With all the challenges you have faced in your career, what’s the one lesson that resonates when you look for successful business ventures?

A plan. You need to have a plan. In addition to having to charter a course of action, an organization needs to have talent and passion. I have found that without both, the plan becomes obsolete.

The Dodgers and their hefty price tag are obviously the talk of the industry right now. Do you think we will see a time where prices will consistently drop, or is there no ceiling on franchise value?

It doesn’t seem like prices are going to drop. But team ownership is a cautionary tale. One needs to have access to capital to properly operate a franchise in the long run and that needs to be factored into any new sale. In the past, that wasn’t traditionally adhered to, but as of late, it is becoming an integral part of the equation.

What is the biggest lesson learned from running an NHL franchise?

That there are no bad sports towns, just bad sports franchises. When we purchased the St. Louis Blues in 2006 we inherited the worst team in the NHL. It has taken a strict approach to rebuild from within and we have pretty much stuck to that for the last six seasons. Now we are fortunate to have the best record in the league and consistently sell-out our home games. In the end, it’s not much different from the other leagues I have been fortunate to own and run teams in, you need to chart your course and not wander off of it, even when the temptation to do so is starring you right in the face.

You are on the board of JetBlue, an airline which prides itself on customer service. Are there traits from the airline that can apply to the team services business?

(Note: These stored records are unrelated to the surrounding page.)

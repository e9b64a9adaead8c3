//! Domain layer: RDF data model and the TripleSource port
//!
//! # Domain Models
//!
//! - `Value`: IRI, blank node or literal
//! - `Resource`: the subject-capable subset (IRI, blank node)
//! - `Statement`: immutable (subject, predicate, object, context?) fact
//! - `Pattern`: wildcard query descriptor, input to `TripleSource`
//!
//! # Port Trait
//!
//! - `TripleSource`: answers pattern queries with a lazy statement iteration

mod model;
mod triple_source;
pub mod vocab;

pub use model::{BlankNode, Iri, Literal, Pattern, Resource, Statement, Value};
pub use triple_source::TripleSource;
//! Quiz round requests

use serde::Deserialize;
use serde_json::Value;

use super::question::integer;
use super::ValidationError;

/// Category id quiz front-ends send for "all categories".
pub const ALL_CATEGORIES: i32 = 0;

/// Raw body of `POST /quizzes`.
#[derive(Debug, Clone, Default, Deserialize)]
pub struct QuizRequest {
    #[serde(default)]
    pub previous_questions: Option<Vec<Value>>,
    #[serde(default)]
    pub quiz_category: Option<Value>,
}

/// Which questions a round may draw from.
#[derive(Debug, Clone, Copy, PartialEq, Eq)]
pub enum CategoryFilter {
    All,
    Only(i32),
}

/// A validated quiz round: draw from `category`, skipping `previous` ids.
#[derive(Debug, Clone, PartialEq, Eq)]
pub struct QuizRound {
    pub category: CategoryFilter,
    pub previous: Vec<i32>,
}

impl TryFrom<QuizRequest> for QuizRound {
    type Error = ValidationError;

    fn try_from(req: QuizRequest) -> Result<Self, Self::Error> {
        let category = match req.quiz_category {
            Some(Value::Object(obj)) => {
                let id = obj
                    .get("id")
                    .ok_or(ValidationError::Missing { field: "quiz_category.id" })?;
                match integer(id, "quiz_category.id")? {
                    ALL_CATEGORIES => CategoryFilter::All,
                    id => CategoryFilter::Only(id),
                }
            }
            None | Some(Value::Null) => {
                return Err(ValidationError::Missing { field: "quiz_category" })
            }
            Some(_) => {
                return Err(ValidationError::WrongType {
                    field: "quiz_category",
                    expected: "an object",
                })
            }
        };

        let previous = req
            .previous_questions
            .unwrap_or_default()
            .iter()
            .map(|v| integer(v, "previous_questions"))
            .collect::<Result<Vec<_>, _>>()?;

        Ok(Self { category, previous })
    }
}
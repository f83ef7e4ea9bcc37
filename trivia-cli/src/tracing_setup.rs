//! Tracing setup for the trivia CLI
//!
//! Usage:
//!   trivia --debug serve                  # Debug logging to console
//!   RUST_LOG=trivia_server=debug trivia   # Fine-grained log control

use anyhow::{anyhow, Result};
use tracing_subscriber::EnvFilter;

/// Tracing configuration options
#[derive(Debug, Clone, Copy, Default)]
pub struct TracingConfig {
    /// Debug level unless RUST_LOG is explicitly set
    pub debug: bool,
}

impl TracingConfig {
    fn default_directive(&self) -> &'static str {
        if self.debug {
            "debug"
        } else {
            "info"
        }
    }
}

/// Initialize console tracing
pub fn init(config: &TracingConfig) -> Result<()> {
    let filter = EnvFilter::try_from_default_env()
        .unwrap_or_else(|_| EnvFilter::new(config.default_directive()));

    tracing_subscriber::fmt()
        .with_env_filter(filter)
        .with_target(config.debug)
        .compact()
        .try_init()
        .map_err(|err| anyhow!(err))
}

#[cfg(test)]
mod tests {
    use super::*;

    #[test]
    fn debug_flag_selects_directive() {
        assert_eq!(TracingConfig { debug: true }.default_directive(), "debug");
        assert_eq!(TracingConfig::default().default_directive(), "info");
    }
}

Very much so. The heart of a team or organization is its relationship with its fan base. That starts with customer service. JetBlue has made that the foundation of the airline and have been quite successful. Their goal is to make air travel as simple, easy and comfortable as possible. I think those three traits, if implemented properly, work very well in the team services business.
Legends Hospitality is all about customer service.

Which teams in your opinion are the best in class for fan engagement and hospitality around the world now?

I have been very impressed thus far with what we call “The Legends Way”. It is a level of service at events that I have not seen in all of my years in the industry. As far as the rest of the industry, I have always thought the old time Phoenix Suns of Jerry Colangelo, or the brand new Seattle Sounders of MLS both set very high standards for fan engagement.

What are the long term goals for Legends as a business? Is it a cache of elite partnerships with venues or is it mass arena deals, and can quality be kept with quantity?

We believe our hospitality, sales and marketing and project feasibility businesses have enabled the company to set a very strong foundation on which to build on. Each can stand on their own and we have aspirations (and expectations) for them to grow. We have been pitching more new business in the last three months than ever since the company evolved three and a half years ago. While we expect to stay within the sports, media and entertainment fields, there are no boundaries for the business to grow within each. And I expect that growth to be both organically and through acquisition. In the end, we won’t do anything if it means we have to depart from providing the best service or not being able to continue to be the gold standard the company was founded on.

Recently you have helped turn around the fortunes of the Blues, guided the ownership group of the Detroit Pistons and brought Real Salt Lake to the top of MLS. Is team ownership going to be back in the future for you?

Other than my ownership stake in Real Salt Lake, I don’t think there will be much more on that front. Legends has presented me with another great opportunity to be associated with premium brands in the Cowboys, Yankees and Goldman Sachs. Something I have been able to do throughout my career. I am looking forward to the endless possibilities that are in front of us. I think in a short period of time we will have grown the company into something very formidable. That really excites me.